Él dejó el pastelito que no había ofrecido compartir con ella y se le acercó.
—Sabe que esperan que usted diga que no —le espetó—. La han traído aquí para que pueda decirlo y así estar seguros, una vez más, de que no se equivocaban con usted.
Se alzaba alto y robusto, demasiado cerca, demasiado emotivo. De mala gana, se dio cuenta de que le tenía miedo.
—Sorpréndalos —le dijo en voz baja—. No haga lo que ellos esperan..., aunque sólo sea por una vez. No les deje que la manejen como una marioneta.
Había puesto las manos en los hombros de Lilith. Cuando ella trató de echarse hacia atrás, él siguió aferrándola, con un apretón que casi le resultó doloroso.
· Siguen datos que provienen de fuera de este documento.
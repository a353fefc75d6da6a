use std::{io, path::PathBuf, process::Stdio};

use anyhow::{bail, Context, Result};
use async_trait::async_trait;
use chrono::Utc;
use tokio::{
    io::AsyncReadExt,
    process::{Child, Command},
};
use uuid::Uuid;

// Set to false to silence per-capture logging.
const ENABLE_LOGS: bool = true;

use crate::{log_debug, log_warn};

use super::{
    compose::{stack_vertically, Part},
    Frame, FrameSource,
};

/// Replaced with the path the command must write its PNG to.
pub const OUTPUT_PLACEHOLDER: &str = "{output}";
/// Replaced with the 1-based monitor number.
pub const MONITOR_PLACEHOLDER: &str = "{monitor}";

#[cfg(target_os = "macos")]
pub const DEFAULT_SCREEN_COMMAND: &str = "screencapture -x -D {monitor} -t png {output}";
#[cfg(target_os = "windows")]
pub const DEFAULT_SCREEN_COMMAND: &str =
    "ffmpeg -loglevel error -y -f gdigrab -i desktop -frames:v 1 {output}";
#[cfg(not(any(target_os = "macos", target_os = "windows")))]
pub const DEFAULT_SCREEN_COMMAND: &str = "import -window root {output}";

#[cfg(target_os = "macos")]
pub const DEFAULT_WEBCAM_COMMAND: &str = "imagesnap -q {output}";
#[cfg(target_os = "windows")]
pub const DEFAULT_WEBCAM_COMMAND: &str = "";
#[cfg(not(any(target_os = "macos", target_os = "windows")))]
pub const DEFAULT_WEBCAM_COMMAND: &str =
    "ffmpeg -loglevel error -y -f v4l2 -i /dev/video0 -frames:v 1 {output}";

/// Captures monitors and webcam by running external tools that write a PNG.
#[derive(Debug, Clone)]
pub struct CommandCapture {
    screen_command: String,
    monitors: usize,
    webcam_command: Option<String>,
    webcam_scale: f32,
    scratch_dir: PathBuf,
}

impl CommandCapture {
    pub fn new(
        screen_command: String,
        monitors: usize,
        webcam_command: Option<String>,
        webcam_scale: f32,
    ) -> Self {
        Self {
            screen_command,
            monitors: monitors.max(1),
            webcam_command: webcam_command.filter(|cmd| !cmd.trim().is_empty()),
            webcam_scale,
            scratch_dir: std::env::temp_dir(),
        }
    }

    #[cfg(test)]
    fn with_scratch_dir(mut self, dir: PathBuf) -> Self {
        self.scratch_dir = dir;
        self
    }

    async fn grab(&self, label: &str, template: &str) -> Result<Vec<u8>> {
        let slug = label.to_ascii_lowercase().replace(' ', "-");
        let output = self
            .scratch_dir
            .join(format!("deepwork-{slug}-{}.png", Uuid::new_v4()));
        run_capture_command(template, output)
            .await
            .with_context(|| format!("{label} capture failed"))
    }
}

#[async_trait]
impl FrameSource for CommandCapture {
    async fn capture(&self) -> Result<Frame> {
        let captured_at = Utc::now();
        let mut parts = Vec::with_capacity(self.monitors + 1);

        for monitor in 1..=self.monitors {
            let label = format!("Monitor {monitor}");
            let template = self
                .screen_command
                .replace(MONITOR_PLACEHOLDER, &monitor.to_string());
            parts.push(Part {
                png: self.grab(&label, &template).await?,
                label,
                scale: 1.0,
            });
        }

        if let Some(webcam) = &self.webcam_command {
            match self.grab("Webcam", webcam).await {
                Ok(png) => parts.push(Part {
                    label: "Webcam".into(),
                    png,
                    scale: self.webcam_scale,
                }),
                Err(err) => log_warn!("webcam capture skipped: {err:#}"),
            }
        }

        let labels = parts.iter().map(|part| part.label.clone()).collect();
        let png = tokio::task::spawn_blocking(move || stack_vertically(&parts))
            .await
            .context("compose worker join failed")??;
        log_debug!("composed frame: {} bytes", png.len());

        Ok(Frame {
            png,
            captured_at,
            labels,
        })
    }
}

/// A running capture command. Until it has been waited on, dropping it kills
/// the command's whole process group; the output file is always removed.
struct CaptureJob {
    child: Child,
    output: PathBuf,
    reaped: bool,
}

impl Drop for CaptureJob {
    fn drop(&mut self) {
        if !self.reaped {
            if let Some(pid) = self.child.id() {
                log_warn!("capture command (pid {pid}) abandoned, killing it");
                kill_tree(pid);
            }
        }
        if let Err(err) = std::fs::remove_file(&self.output) {
            if err.kind() != io::ErrorKind::NotFound {
                log_warn!("failed to remove {}: {err}", self.output.display());
            }
        }
    }
}

async fn run_capture_command(template: &str, output: PathBuf) -> Result<Vec<u8>> {
    if !template.contains(OUTPUT_PLACEHOLDER) {
        bail!("capture command must contain {OUTPUT_PLACEHOLDER}: {template}");
    }
    let command_line = template.replace(
        OUTPUT_PLACEHOLDER,
        &format!("\"{}\"", output.display()),
    );

    let child = shell(&command_line)
        .stdin(Stdio::null())
        .stdout(Stdio::null())
        .stderr(Stdio::piped())
        .kill_on_drop(true)
        .spawn()
        .with_context(|| format!("failed to spawn `{command_line}`"))?;
    let mut job = CaptureJob {
        child,
        output,
        reaped: false,
    };

    let mut stderr_pipe = job.child.stderr.take();
    let read_stderr = async {
        let mut text = String::new();
        if let Some(pipe) = stderr_pipe.as_mut() {
            let _ = pipe.read_to_string(&mut text).await;
        }
        text
    };
    let (status, stderr) = tokio::join!(job.child.wait(), read_stderr);
    let status = status.with_context(|| format!("failed to wait for `{command_line}`"))?;
    job.reaped = true;

    if !status.success() {
        bail!("`{command_line}` exited with {status}: {}", stderr.trim());
    }

    let bytes = tokio::fs::read(&job.output)
        .await
        .with_context(|| format!("capture command wrote no file at {}", job.output.display()))?;
    if bytes.is_empty() {
        bail!("capture command produced an empty image");
    }
    Ok(bytes)
}

#[cfg(target_os = "windows")]
fn shell(command_line: &str) -> Command {
    let mut cmd = Command::new("cmd");
    cmd.args(["/C", command_line]);
    cmd
}

/// Runs in a fresh process group so a timeout can take down the whole pipeline.
#[cfg(not(target_os = "windows"))]
fn shell(command_line: &str) -> Command {
    let mut cmd = Command::new("sh");
    cmd.args(["-c", command_line]).process_group(0);
    cmd
}

#[cfg(unix)]
fn kill_tree(pid: u32) {
    let Ok(pgid) = libc::pid_t::try_from(pid) else {
        return;
    };
    // SAFETY: kill(2) takes no pointers; a negative pid targets the group the
    // child leads.
    if unsafe { libc::kill(-pgid, libc::SIGKILL) } != 0 {
        log_debug!(
            "kill of process group {pgid} failed: {}",
            io::Error::last_os_error()
        );
    }
}

#[cfg(windows)]
fn kill_tree(pid: u32) {
    let result = std::process::Command::new("taskkill")
        .args(["/T", "/F", "/PID", &pid.to_string()])
        .output();
    if let Err(err) = result {
        log_debug!("taskkill for pid {pid} failed: {err}");
    }
}

#[cfg(all(test, unix))]
mod tests {
    use std::{fs, path::Path, time::Duration};

    use super::*;
    use crate::capture::compose::{solid_png, SEPARATOR_HEIGHT};

    /// Writes a fixture PNG and returns a command that copies it to `{output}`.
    fn copy_command(dir: &Path, name: &str, png: Vec<u8>) -> String {
        let source = dir.join(name);
        fs::write(&source, png).unwrap();
        format!("cp \"{}\" {OUTPUT_PLACEHOLDER}", source.display())
    }

    #[tokio::test]
    async fn composes_every_monitor_and_webcam() {
        let dir = tempfile::tempdir().unwrap();
        fs::write(dir.path().join("screen1.png"), solid_png(120, 60, 200)).unwrap();
        fs::write(dir.path().join("screen2.png"), solid_png(80, 40, 120)).unwrap();
        let screens = format!(
            "cp \"{}/screen{MONITOR_PLACEHOLDER}.png\" {OUTPUT_PLACEHOLDER}",
            dir.path().display()
        );
        let webcam = copy_command(dir.path(), "webcam.png", solid_png(20, 10, 20));

        let frame = CommandCapture::new(screens, 2, Some(webcam), 2.0)
            .capture()
            .await
            .unwrap();

        assert_eq!(frame.labels, vec!["Monitor 1", "Monitor 2", "Webcam"]);
        let img = image::load_from_memory(&frame.png).unwrap();
        assert_eq!(img.width(), 120);
        assert_eq!(img.height(), 60 + 40 + 20 + 3 * SEPARATOR_HEIGHT);
    }

    #[tokio::test]
    async fn failing_webcam_still_yields_screen_frame() {
        let dir = tempfile::tempdir().unwrap();
        let screen = copy_command(dir.path(), "screen.png", solid_png(50, 50, 90));

        let frame = CommandCapture::new(screen, 1, Some("false {output}".into()), 3.0)
            .capture()
            .await
            .unwrap();

        assert_eq!(frame.labels, vec!["Monitor 1"]);
    }

    #[tokio::test]
    async fn failing_monitor_is_an_error() {
        let dir = tempfile::tempdir().unwrap();
        let first = copy_command(dir.path(), "screen1.png", solid_png(50, 50, 90));
        // monitor 2 has no fixture, so cp fails
        let template = first.replace("screen1", "screen{monitor}");

        let err = CommandCapture::new(template, 2, None, 1.0)
            .capture()
            .await
            .unwrap_err();
        assert!(format!("{err:#}").contains("Monitor 2 capture failed"));
    }

    #[tokio::test]
    async fn command_without_placeholder_is_rejected() {
        let capture = CommandCapture::new("true".into(), 1, None, 1.0);
        let err = capture.capture().await.unwrap_err();
        assert!(format!("{err:#}").contains(OUTPUT_PLACEHOLDER));
    }

    #[tokio::test]
    async fn abandoned_capture_kills_the_command_and_cleans_up() {
        let fixtures = tempfile::tempdir().unwrap();
        let scratch = tempfile::tempdir().unwrap();
        let marker = fixtures.path().join("finished");
        let screen = copy_command(fixtures.path(), "screen.png", solid_png(10, 10, 1));
        let slow = format!("sleep 1; touch \"{}\"; {screen}", marker.display());
        let capture =
            CommandCapture::new(slow, 1, None, 1.0).with_scratch_dir(scratch.path().to_path_buf());

        let started = std::time::Instant::now();
        let result = tokio::time::timeout(Duration::from_millis(100), capture.capture()).await;
        assert!(result.is_err());
        assert!(started.elapsed() < Duration::from_millis(900));

        tokio::time::sleep(Duration::from_millis(1500)).await;
        assert!(!marker.exists(), "command kept running after being dropped");
        assert_eq!(fs::read_dir(scratch.path()).unwrap().count(), 0);
    }

    #[tokio::test]
    async fn finished_capture_leaves_no_scratch_files() {
        let fixtures = tempfile::tempdir().unwrap();
        let scratch = tempfile::tempdir().unwrap();
        let screen = copy_command(fixtures.path(), "screen.png", solid_png(10, 10, 1));

        CommandCapture::new(screen, 1, None, 1.0)
            .with_scratch_dir(scratch.path().to_path_buf())
            .capture()
            .await
            .unwrap();

        assert_eq!(fs::read_dir(scratch.path()).unwrap().count(), 0);
    }
}
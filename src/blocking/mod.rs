pub mod gate;
pub mod hosts;
pub mod processes;

pub use gate::{BlockingGate, DEFAULT_SWEEP_INTERVAL};
pub use hosts::HostsFile;
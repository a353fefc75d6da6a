use anyhow::{bail, Context, Result};
use rusqlite::Connection;

/// Schema steps in order; the database's `user_version` counts how many ran.
const STEPS: &[&str] = &[include_str!("schemas/schema_v1.sql")];

pub fn migrate(conn: &mut Connection) -> Result<()> {
    let applied: usize = conn
        .pragma_query_value(None, "user_version", |row| row.get::<_, i64>(0))
        .context("failed to read results database version")?
        .try_into()
        .unwrap_or(usize::MAX);

    if applied > STEPS.len() {
        bail!(
            "results database is at version {applied}, newer than this build ({})",
            STEPS.len()
        );
    }
    if applied == STEPS.len() {
        return Ok(());
    }

    let tx = conn.transaction()?;
    for (index, sql) in STEPS.iter().enumerate().skip(applied) {
        tx.execute_batch(sql)
            .with_context(|| format!("results schema step {} failed", index + 1))?;
    }
    tx.pragma_update(None, "user_version", STEPS.len() as i64)?;
    tx.commit().context("failed to commit results schema")?;
    Ok(())
}
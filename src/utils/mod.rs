pub mod logging;

use chrono::{DateTime, Local, Utc};

/// Timestamp used in archived file names, e.g. `20250131_142501`.
pub fn file_timestamp(at: DateTime<Utc>) -> String {
    at.with_timezone(&Local).format("%Y%m%d_%H%M%S").to_string()
}
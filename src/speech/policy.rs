use std::time::Duration;

use tokio::time::Instant;

use crate::analysis::Verdict;

const NUDGE_PREFIX: &str = "You are probably not being productive.";
const DEFAULT_ENCOURAGEMENT: &str = "Good job! Keep up the great work.";

#[derive(Debug, Clone, PartialEq, Eq)]
pub enum Utterance {
    Nudge(String),
    Encouragement(String),
}

impl Utterance {
    pub fn text(&self) -> &str {
        match self {
            Utterance::Nudge(text) | Utterance::Encouragement(text) => text,
        }
    }
}

/// Decides what to say after each verdict: a nudge every time the user is
/// off task, encouragement only once a productive streak has lasted
/// `interval` since it started or since the last encouragement.
#[derive(Debug, Clone)]
pub struct EncouragementPolicy {
    interval: Duration,
    streak_started: Instant,
    last_spoken: Option<Instant>,
}

impl EncouragementPolicy {
    pub fn new(interval: Duration, now: Instant) -> Self {
        Self {
            interval,
            streak_started: now,
            last_spoken: None,
        }
    }

    pub fn interval(&self) -> Duration {
        self.interval
    }

    pub fn on_verdict(&mut self, verdict: &Verdict, now: Instant) -> Option<Utterance> {
        if !verdict.productive {
            self.streak_started = now;
            self.last_spoken = None;
            let message = if verdict.reason.is_empty() {
                NUDGE_PREFIX.to_string()
            } else {
                format!("{NUDGE_PREFIX} {}", verdict.reason)
            };
            return Some(Utterance::Nudge(message));
        }

        if self.remaining(now) > Duration::ZERO {
            return None;
        }

        self.last_spoken = Some(now);
        let message = if verdict.reason.is_empty() {
            DEFAULT_ENCOURAGEMENT.to_string()
        } else {
            verdict.reason.clone()
        };
        Some(Utterance::Encouragement(message))
    }

    /// Time left before a productive verdict earns encouragement.
    pub fn remaining(&self, now: Instant) -> Duration {
        let since = self.last_spoken.unwrap_or(self.streak_started);
        self.interval.saturating_sub(now.saturating_duration_since(since))
    }
}

#[cfg(test)]
mod tests {
    use super::*;

    fn verdict(productive: bool, reason: &str) -> Verdict {
        Verdict {
            productive,
            reason: reason.into(),
            raw: String::new(),
        }
    }

    #[test]
    fn nudges_on_every_unproductive_verdict() {
        let start = Instant::now();
        let mut policy = EncouragementPolicy::new(Duration::from_secs(600), start);

        let said = policy.on_verdict(&verdict(false, "Hey, I noticed your phone."), start);
        assert_eq!(
            said,
            Some(Utterance::Nudge(
                "You are probably not being productive. Hey, I noticed your phone.".into()
            ))
        );
        assert!(policy.on_verdict(&verdict(false, ""), start).is_some());
    }

    #[test]
    fn encouragement_waits_for_a_sustained_streak() {
        let start = Instant::now();
        let mut policy = EncouragementPolicy::new(Duration::from_secs(600), start);

        let early = start + Duration::from_secs(300);
        assert_eq!(policy.on_verdict(&verdict(true, "Nice work!"), early), None);
        assert_eq!(policy.remaining(early), Duration::from_secs(300));

        let due = start + Duration::from_secs(600);
        assert_eq!(
            policy.on_verdict(&verdict(true, "Nice work!"), due),
            Some(Utterance::Encouragement("Nice work!".into()))
        );

        // cadence restarts from the last encouragement
        let soon_after = due + Duration::from_secs(60);
        assert_eq!(policy.on_verdict(&verdict(true, "Nice work!"), soon_after), None);
    }

    #[test]
    fn nudge_resets_the_streak() {
        let start = Instant::now();
        let mut policy = EncouragementPolicy::new(Duration::from_secs(600), start);

        let slip = start + Duration::from_secs(590);
        policy.on_verdict(&verdict(false, "distracted"), slip);

        let later = start + Duration::from_secs(700);
        assert_eq!(policy.on_verdict(&verdict(true, "back at it"), later), None);
        assert_eq!(policy.remaining(later), Duration::from_secs(490));
    }

    #[test]
    fn empty_reason_uses_default_phrase() {
        let start = Instant::now();
        let mut policy = EncouragementPolicy::new(Duration::ZERO, start);
        assert_eq!(
            policy.on_verdict(&verdict(true, ""), start),
            Some(Utterance::Encouragement(DEFAULT_ENCOURAGEMENT.into()))
        );
    }
}
use serde::{Deserialize, Serialize};
use serde_json::Value;

/// The model's judgment for one capture batch.
#[derive(Debug, Clone, Serialize, Deserialize, PartialEq)]
#[serde(rename_all = "camelCase")]
pub struct Verdict {
    pub productive: bool,
    pub reason: String,
    pub raw: String,
}

/// Extracts the verdict from free-form model output.
///
/// Looks at the span between the first `{` and the last `}`. When that does
/// not parse, falls back to a plain substring check with an empty reason.
pub fn parse_verdict(text: &str) -> Verdict {
    if let Some((productive, reason)) = parse_json_object(text) {
        return Verdict {
            productive,
            reason,
            raw: text.to_string(),
        };
    }

    Verdict {
        productive: text.to_lowercase().contains(r#"productive": "yes"#),
        reason: String::new(),
        raw: text.to_string(),
    }
}

fn parse_json_object(text: &str) -> Option<(bool, String)> {
    let start = text.find('{')?;
    let end = text.rfind('}')?;
    if end <= start {
        return None;
    }

    let value: Value = serde_json::from_str(&text[start..=end]).ok()?;
    let productive = match value.get("productive") {
        Some(Value::String(s)) => s.trim().eq_ignore_ascii_case("yes"),
        Some(Value::Bool(b)) => *b,
        _ => false,
    };
    let reason = value
        .get("reason")
        .and_then(Value::as_str)
        .unwrap_or_default()
        .trim()
        .to_string();

    Some((productive, reason))
}

#[cfg(test)]
mod tests {
    use super::*;

    #[test]
    fn parses_plain_json() {
        let v = parse_verdict(r#"{"productive": "yes", "reason": "Nice work on the parser!"}"#);
        assert!(v.productive);
        assert_eq!(v.reason, "Nice work on the parser!");
    }

    #[test]
    fn parses_json_wrapped_in_prose_and_fences() {
        let text = "Sure.\n```json\n{\"productive\": \"No\", \"reason\": \"Hey, I noticed the video is paused.\"}\n```";
        let v = parse_verdict(text);
        assert!(!v.productive);
        assert_eq!(v.reason, "Hey, I noticed the video is paused.");
        assert_eq!(v.raw, text);
    }

    #[test]
    fn accepts_boolean_field() {
        let v = parse_verdict(r#"{"productive": true, "reason": "ok"}"#);
        assert!(v.productive);
    }

    #[test]
    fn falls_back_to_substring_when_json_is_broken() {
        let v = parse_verdict(r#"{"productive": "yes", "reason": "unterminated"#);
        assert!(v.productive);
        assert!(v.reason.is_empty());

        let v = parse_verdict("I cannot tell.");
        assert!(!v.productive);
    }

    #[test]
    fn missing_field_counts_as_not_productive() {
        let v = parse_verdict(r#"{"reason": "no verdict"}"#);
        assert!(!v.productive);
        assert_eq!(v.reason, "no verdict");
    }
}
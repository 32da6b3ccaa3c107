//! Vendor treadmill CLI.
//!
//! `treadmill --sync` advances the treadmill branch; `treadmill --pick`
//! harvests the treadmill PR onto a fresh vendor commit.

use std::env;
use std::path::PathBuf;

use anyhow::{Context, Result};
use clap::{ArgGroup, Parser};
use tracing::debug;

use treadmill::error::exit_code_for;
use treadmill::io::config::{DEFAULT_CONFIG_FILE, load_config};
use treadmill::io::git::Git;
use treadmill::io::github::GraphqlSearch;
use treadmill::io::tools::ProcessRunner;
use treadmill::logging::{self, Verbosity};
use treadmill::options::{Mode, Options};
use treadmill::pick::{PickOutcome, run_pick};
use treadmill::preflight::ensure_clean;
use treadmill::report;
use treadmill::sync::{SyncOutcome, run_sync};

#[derive(Parser, Debug)]
#[command(
    name = "treadmill",
    version,
    about = "Keep a vendored dependency on a rebased treadmill branch, then harvest it"
)]
#[command(group(ArgGroup::new("mode").required(true).args(["sync", "pick"])))]
struct Cli {
    /// Rebase the treadmill branch and re-vendor the dependency at its development head.
    #[arg(long)]
    sync: bool,

    /// Cherry-pick the treadmill PR's commit onto a fresh vendor commit.
    #[arg(long)]
    pick: bool,

    /// Pick even if the treadmill PR is based on newer integration history.
    #[arg(long, requires = "pick")]
    accept_stale_base: bool,

    /// Verify even when sync finds nothing changed.
    #[arg(long, requires = "sync")]
    force: bool,

    /// Show what would happen without changing the repository.
    #[arg(short = 'n', long)]
    dry_run: bool,

    /// Log progress details to stderr.
    #[arg(short, long)]
    verbose: bool,

    /// Log debugging details (every git command) to stderr.
    #[arg(long)]
    debug: bool,

    /// Config file (default: treadmill.toml in the repository root).
    #[arg(long, value_name = "PATH")]
    config: Option<PathBuf>,

    /// Repository root (default: current directory).
    #[arg(short = 'C', long = "repo", value_name = "DIR")]
    repo: Option<PathBuf>,
}

impl Cli {
    fn verbosity(&self) -> Verbosity {
        if self.debug {
            Verbosity::Debug
        } else if self.verbose {
            Verbosity::Verbose
        } else {
            Verbosity::Quiet
        }
    }

    fn options(&self) -> Options {
        let mode = if self.pick { Mode::Pick } else { Mode::Sync };
        Options {
            force: self.force,
            accept_stale_base: self.accept_stale_base,
            dry_run: self.dry_run,
            ..Options::new(mode)
        }
    }
}

fn main() {
    let cli = Cli::parse();
    logging::init(cli.verbosity());
    report::init_color();
    if let Err(err) = run(&cli) {
        report::error(&format!("{err:#}"));
        std::process::exit(exit_code_for(&err));
    }
}

fn run(cli: &Cli) -> Result<()> {
    let root = match &cli.repo {
        Some(dir) => dir.clone(),
        None => env::current_dir().context("resolve current directory")?,
    };
    let config_path = cli
        .config
        .clone()
        .unwrap_or_else(|| root.join(DEFAULT_CONFIG_FILE));
    let cfg = load_config(&config_path)?;
    let opts = cli.options();
    debug!(?opts, root = %root.display(), "starting");

    ensure_clean(&root, &Git::new(&root), &cfg)?;

    match opts.mode {
        Mode::Sync => match run_sync(&root, &cfg, &opts, &ProcessRunner)? {
            SyncOutcome::DryRun => report::note("Dry run: nothing was changed."),
            SyncOutcome::Unchanged { pin } => debug!(%pin, "sync was a no-op"),
            SyncOutcome::Updated(summary) => report::note(&format!(
                "Push {} with `git push --force` to refresh the treadmill PR.",
                summary.branch
            )),
        },
        Mode::Pick => {
            let search = GraphqlSearch::from_config(&cfg.upstream)?;
            match run_pick(&root, &cfg, &opts, &search, &ProcessRunner)? {
                PickOutcome::DryRun { .. } => report::note("Dry run: nothing was changed."),
                PickOutcome::Picked { pr, relation } => {
                    debug!(pr, ?relation, "picked");
                }
            }
        }
    }
    Ok(())
}
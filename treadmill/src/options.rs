//! Per-invocation options, fixed once the command line is parsed.

/// Primary operation.
#[derive(Debug, Clone, Copy, PartialEq, Eq)]
pub enum Mode {
    /// Advance the treadmill.
    Sync,
    /// Harvest the treadmill PR.
    Pick,
}

#[derive(Debug, Clone, PartialEq, Eq)]
pub struct Options {
    pub mode: Mode,
    /// Verify even when sync finds nothing changed.
    pub force: bool,
    /// Pick over a treadmill PR based on newer integration history.
    pub accept_stale_base: bool,
    /// Report planned actions without touching the repository.
    pub dry_run: bool,
}

impl Options {
    pub fn new(mode: Mode) -> Self {
        Self {
            mode,
            force: false,
            accept_stale_base: false,
            dry_run: false,
        }
    }
}
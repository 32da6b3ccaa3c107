//! Post-change verification shared by sync and pick.

use std::path::Path;

use anyhow::Result;
use tracing::{info, instrument, warn};

use crate::error::Halt;
use crate::io::config::TreadmillConfig;
use crate::io::tools::{ToolRequest, ToolRunner, expand_argv, run_required};
use crate::options::Mode;
use crate::report;

/// Build (fatal), then run the two auxiliary checks (counted).
#[instrument(skip_all, fields(mode = ?mode))]
pub fn verify<R: ToolRunner>(
    root: &Path,
    cfg: &TreadmillConfig,
    mode: Mode,
    tools: &R,
) -> Result<()> {
    let expand = |template: &[String]| {
        expand_argv(template, &cfg.dependency.module, &cfg.dependency.dev_ref)
    };

    report::step("Building");
    run_required(tools, &ToolRequest::new("build", expand(&cfg.commands.build), root))?;

    let checks = [
        ToolRequest::new("docs cross-reference", expand(&cfg.commands.docs_xref), root),
        ToolRequest::new(
            "integration dry run",
            expand(&cfg.commands.integration_dry_run),
            root,
        ),
    ];
    let mut failed = Vec::new();
    for check in &checks {
        report::step(&format!("Running {}", check.label));
        if tools.run(check)? {
            info!(check = %check.label, "check passed");
        } else {
            warn!(check = %check.label, "check failed");
            report::warn(&format!("{} failed: `{}`", check.label, check.display()));
            failed.push(check.label.clone());
        }
    }

    if !failed.is_empty() {
        return Err(Halt::VerificationFailed {
            failed,
            procedure: remediation(mode),
        }
        .into());
    }

    report::success("All checks passed.");
    report::note("Review the result, then push the branch.");
    Ok(())
}

/// Numbered manual procedure for fixing a failed verification.
pub fn remediation(mode: Mode) -> String {
    let steps: &[&str] = match mode {
        Mode::Sync => &[
            "Fix the failures above in the working tree.",
            "Commit the fix: `git commit -a -m fixup`.",
            "Squash it into the treadmill commit: `git rebase -i HEAD~2` and mark it `fixup`.",
            "Leave the junk vendor commit (HEAD^ after squashing) untouched.",
            "Rerun `treadmill --sync --force` to verify again.",
        ],
        Mode::Pick => &[
            "Fix the failures above in the working tree.",
            "Amend the fix into the picked commit: `git commit -a --amend --no-edit`.",
            "Rerun the build and checks, then push.",
        ],
    };
    let mut text = String::from("To fix this by hand:\n");
    for (idx, step) in steps.iter().enumerate() {
        text.push_str(&format!("  {}. {step}\n", idx + 1));
    }
    text.trim_end().to_string()
}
Siguió sentada, quieta y observándole. Su madre la había mirado del modo en que él la estaba mirando ahora. Y se había visto a sí misma dirigiéndole a su hijo la misma mirada, cuando había pensado que estaba haciendo algo que él sabía que estaba mal. ¿Cuánto de Titus tenía aún catorce años, seguía siendo el chico que habían Despertado los oankali, impresionándolo y atrayéndolo a sus propias filas?
La soltó.
—Aquí estarías a salvo —dijo con voz suave, tuteándola repentinamente—. Allá abajo, en la Tierra... ¿cuánto tiempo vivirás? ¿Cuánto tiempo desearás vivir? Aunque tú no olvides lo que sabes, otra gente lo olvidará. Algunos de ellos querrán ser cavernícolas..., arrastrarte por los cabellos, meterte en un harén, darte una buena paliza...
Agitó la cabeza.
—Dime que me equivoco. Siéntate aquí y dime que me equivoco.
Ella apartó la mirada, dándose cuenta de que probablemente él tenía razón. ¿Qué la esperaba en la Tierra? ¿La miseria? ¿La subyugación? ¿La muerte? Naturalmente, había gente que descartaría las restricciones de la civilización. Quizá no al principio, pero finalmente..., tan pronto como se diesen cuenta de que podían salirse con la suya.
La tomó de nuevo por los hombros y esta vez intentó, torpemente, besarla. Era como lo que podía recordar de los besos de un ansioso quinceañero. No le molestaba, y se encontró respondiéndole, a pesar de su miedo. Pero allí había más en juego que el simple disfrutar de unos momentos de placer.
—Mira —dijo cuando él se echó hacia atrás—. No estoy interesada en montar un espectáculo para los oankali.
—¿Y qué nos importan? No es lo mismo que si nos estuviesen mirando seres humanos.
—A mí sí que me importa.
—Lilith —dijo él, agitando la cabeza—. Siempre estarán mirando.
—La otra cosa en la que no estoy interesada es en darles un crío para que puedan experimentar con él.
—Probablemente ya se lo has dado.
La sorpresa, y un repentino miedo, la hicieron guardar silencio, pero su mano fue hasta su abdomen, allá donde la chaqueta ocultaba la cicatriz.